How to Change a Fuel Filter

Tools Needed to Change a Fuel Filter

Here’s what you’re ultimately looking for when you search for the fuel filter.
Here’s what you’re ultimately looking for when you search for the fuel filter.

Changing your fuel filter typically requires only some simple tools like wrenches, sockets, screwdrivers and pliers. Of course, the specific tools you'll need depend on the way your fuel filter is attached to the fuel lines. For instance, if the fuel filter has threaded connectors, you'll need an open-ended wrench or ratchet and socket to remove the filter. If the filter is connected with clips, you may only need a pair of pliers to get the job done. A flashlight can be handy, particularly if the fuel filter is located in a hard-to-reach area of the car.
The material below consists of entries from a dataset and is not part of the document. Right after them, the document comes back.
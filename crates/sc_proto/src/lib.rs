//! sc_proto — Wire envelopes and padding for Secure Channel
//!
//! Envelopes are serialised to JSON and versioned so the format can change
//! without breaking older peers.
//!
//! # Modules
//! - `envelope` — encrypted message envelope (what a relay sees)
//! - `codec`    — length-prefixed bucket padding applied before encryption
//! - `error`    — `ProtoError`

pub mod codec;
pub mod envelope;
pub mod error;

pub use codec::PaddingMode;
pub use envelope::{Envelope, InitData, ENVELOPE_VERSION};
pub use error::ProtoError;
Depending on the car, you may also need special tools made just for removing fuel filters. For instance, some GM, Ford and Mazda cars have spring-loaded locking fuel filter connectors that require a "quick disconnect" tool to release. You'll likely need to consult a service manual or find details about your car online to determine exactly what tools you'll need for the job. Lastly, keep some cleaning supplies nearby to clean up the work area once you've finished.

Oh, and don't forget to purchase a new fuel filter before you start the job. Fuel filters are made by a wide variety of manufacturers and can be purchased at your local auto parts stores. While a store attendant can help you find the correct filter, you'll need to tell the attendant the specific year, make and model of your car or risk getting the wrong part.
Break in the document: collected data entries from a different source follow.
/// New root, sending chain and own ratchet pair from one DH ratchet step.
struct DhStep {
    remote: PublicKey,
    root_key: RootKey,
    self_ratchet: KeyPair,
    send_chain: ChainKey,
}

/// Everything an accepted receive changes.
enum ReceiveStep {
    /// Served from the skipped-key cache; only that entry goes.
    Cached { remote: PublicKey, n: u32 },
    Chain {
        /// Keys walked past, oldest first, to be cached.
        skipped: Vec<(PublicKey, u32, MessageKey)>,
        dh: Option<DhStep>,
        recv_chain: ChainKey,
        recv_n: u32,
    },
}

/// Receiving-chain position while a step is being planned.
struct ChainCursor {
    remote: PublicKey,
    chain: ChainKey,
    n: u32,
}

impl RatchetState {
    fn send(&mut self) -> Result<(MessageKey, Header), CryptoError> {
        let chain = self.send_chain.as_ref().ok_or_else(|| {
            CryptoError::SessionNotInitialised(
                "no sending chain before the first message from the peer".into(),
            )
        })?;
        let n = self.send_n;
        let next_n = n
            .checked_add(1)
            .ok_or_else(|| CryptoError::RatchetDesync("sending chain exhausted".into()))?;
        let (next_ck, mk) = kdf::derive_chain_and_message_keys(chain)?;

        self.send_chain = Some(next_ck);
        self.send_n = next_n;

        Ok((
            mk,
            Header {
                ratchet_public_key: self.self_ratchet.public,
                previous_chain_length: self.prev_send_n,
                message_number: n,
            },
        ))
    }

    fn plan_receive(&self, header: &Header) -> Result<(MessageKey, ReceiveStep), CryptoError> {
        let remote = header.ratchet_public_key;
        let n = header.message_number;

        // Retransmitted or delayed message whose key was cached earlier.
        if let Some(mk) = self.skipped.get(&remote, n) {
            debug!(ratchet = %remote.short_id(), n, "served skipped message key");
            return Ok((MessageKey::from_bytes(*mk.as_bytes()), ReceiveStep::Cached { remote, n }));
        }

        let mut skipped = Vec::new();
        let mut cursor = match (self.remote_ratchet, &self.recv_chain) {
            (Some(current), Some(chain)) => Some(ChainCursor {
                remote: current,
                chain: chain.clone(),
                n: self.recv_n,
            }),
            _ => None,
        };
        let mut dh = None;

        if self.remote_ratchet != Some(remote) {
            if self.consumed_remote.contains(&remote) {
                return Err(CryptoError::RatchetDesync(format!(
                    "ratchet key {} was already consumed by an earlier DH step",
                    remote.short_id()
                )));
            }
            if let Some(current) = cursor.as_mut() {
                self.walk(current, header.previous_chain_length, &mut skipped)?;
            }
            let (step, recv_chain) = self.dh_step(&remote)?;
            cursor = Some(ChainCursor {
                remote,
                chain: recv_chain,
                n: 0,
            });
            dh = Some(step);
        }

        let Some(mut cursor) = cursor else {
            return Err(CryptoError::RatchetDesync("no receiving chain for this ratchet key".into()));
        };
        if n < cursor.n {
            return Err(CryptoError::RatchetDesync(format!(
                "message {n} on chain {} already consumed or evicted (next is {})",
                remote.short_id(),
                cursor.n
            )));
        }

        self.walk(&mut cursor, n, &mut skipped)?;

        let next_n = n
            .checked_add(1)
            .ok_or_else(|| CryptoError::RatchetDesync("receiving chain exhausted".into()))?;
        let (next_ck, mk) = kdf::derive_chain_and_message_keys(&cursor.chain)?;

        Ok((
            mk,
            ReceiveStep::Chain {
                skipped,
                dh,
                recv_chain: next_ck,
                recv_n: next_n,
            },
        ))
    }

    /// Derive message keys from `cursor.n` up to (not including) `until`.
    fn walk(
        &self,
        cursor: &mut ChainCursor,
        until: u32,
        skipped: &mut Vec<(PublicKey, u32, MessageKey)>,
    ) -> Result<(), CryptoError> {
        if until <= cursor.n {
            return Ok(());
        }
        let gap = until - cursor.n;
        if gap > self.max_skip {
            return Err(CryptoError::RatchetDesync(format!(
                "header skips {gap} messages, limit is {}",
                self.max_skip
            )));
        }

        while cursor.n < until {
            let (next_ck, mk) = kdf::derive_chain_and_message_keys(&cursor.chain)?;
            skipped.push((cursor.remote, cursor.n, mk));
            cursor.chain = next_ck;
            cursor.n += 1;
        }
        debug!(ratchet = %cursor.remote.short_id(), skipped = gap, "walked receiving chain");
        Ok(())
    }

    fn dh_step(&self, remote: &PublicKey) -> Result<(DhStep, ChainKey), CryptoError> {
        // Receiving step with our current ratchet secret.
        let dh_recv = self.self_ratchet.diffie_hellman(remote)?;
        let (root_key, recv_chain) = kdf::derive_root_and_chain_keys(&self.root_key, &dh_recv[..])?;

        // Sending step with a fresh ratchet keypair.
        let next_ratchet = KeyPair::generate();
        let dh_send = next_ratchet.diffie_hellman(remote)?;
        let (root_key, send_chain) = kdf::derive_root_and_chain_keys(&root_key, &dh_send[..])?;

        Ok((
            DhStep {
                remote: *remote,
                root_key,
                self_ratchet: next_ratchet,
                send_chain,
            },
            recv_chain,
        ))
    }

    fn apply(&mut self, step: ReceiveStep) {
        let (skipped, dh, recv_chain, recv_n) = match step {
            ReceiveStep::Cached { remote, n } => {
                self.skipped.take(&remote, n);
                return;
            }
            ReceiveStep::Chain {
                skipped,
                dh,
                recv_chain,
                recv_n,
            } => (skipped, dh, recv_chain, recv_n),
        };

        let mut evicted = 0;
        for (remote, n, mk) in skipped {
            evicted += self.skipped.insert(remote, n, mk);
        }
        if evicted > 0 {
            warn!(evicted, capacity = self.skipped.capacity(), "skipped-key cache full; oldest keys evicted");
        }

        if let Some(dh) = dh {
            self.prev_send_n = self.send_n;
            self.send_n = 0;
            self.root_key = dh.root_key;
            self.send_chain = Some(dh.send_chain);
            self.self_ratchet = dh.self_ratchet;
            self.remote_ratchet = Some(dh.remote);
            self.consumed_remote.insert(dh.remote);

            debug!(
                remote = %dh.remote.short_id(),
                local = %self.self_ratchet.public.short_id(),
                previous_chain_length = self.prev_send_n,
                "DH ratchet step"
            );
        }

        self.recv_chain = Some(recv_chain);
        self.recv_n = recv_n;
    }
}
Some common manufacturers of fuel filters include ACDelco, Fram and Motorcraft. A new fuel filter ranges in price from as little as $5 to upward of 10 times that amount. Most filters should be under $15 dollars, however, making them a much cheaper option than replacing a fuel pump down the road. It's worth noting that not all cars have replaceable fuel filters. In such cases, the filter is built into the fuel tank, fuel pump or other assembly, meaning you or your mechanic will likely need to replace the entire assembly if the filter needs maintenance.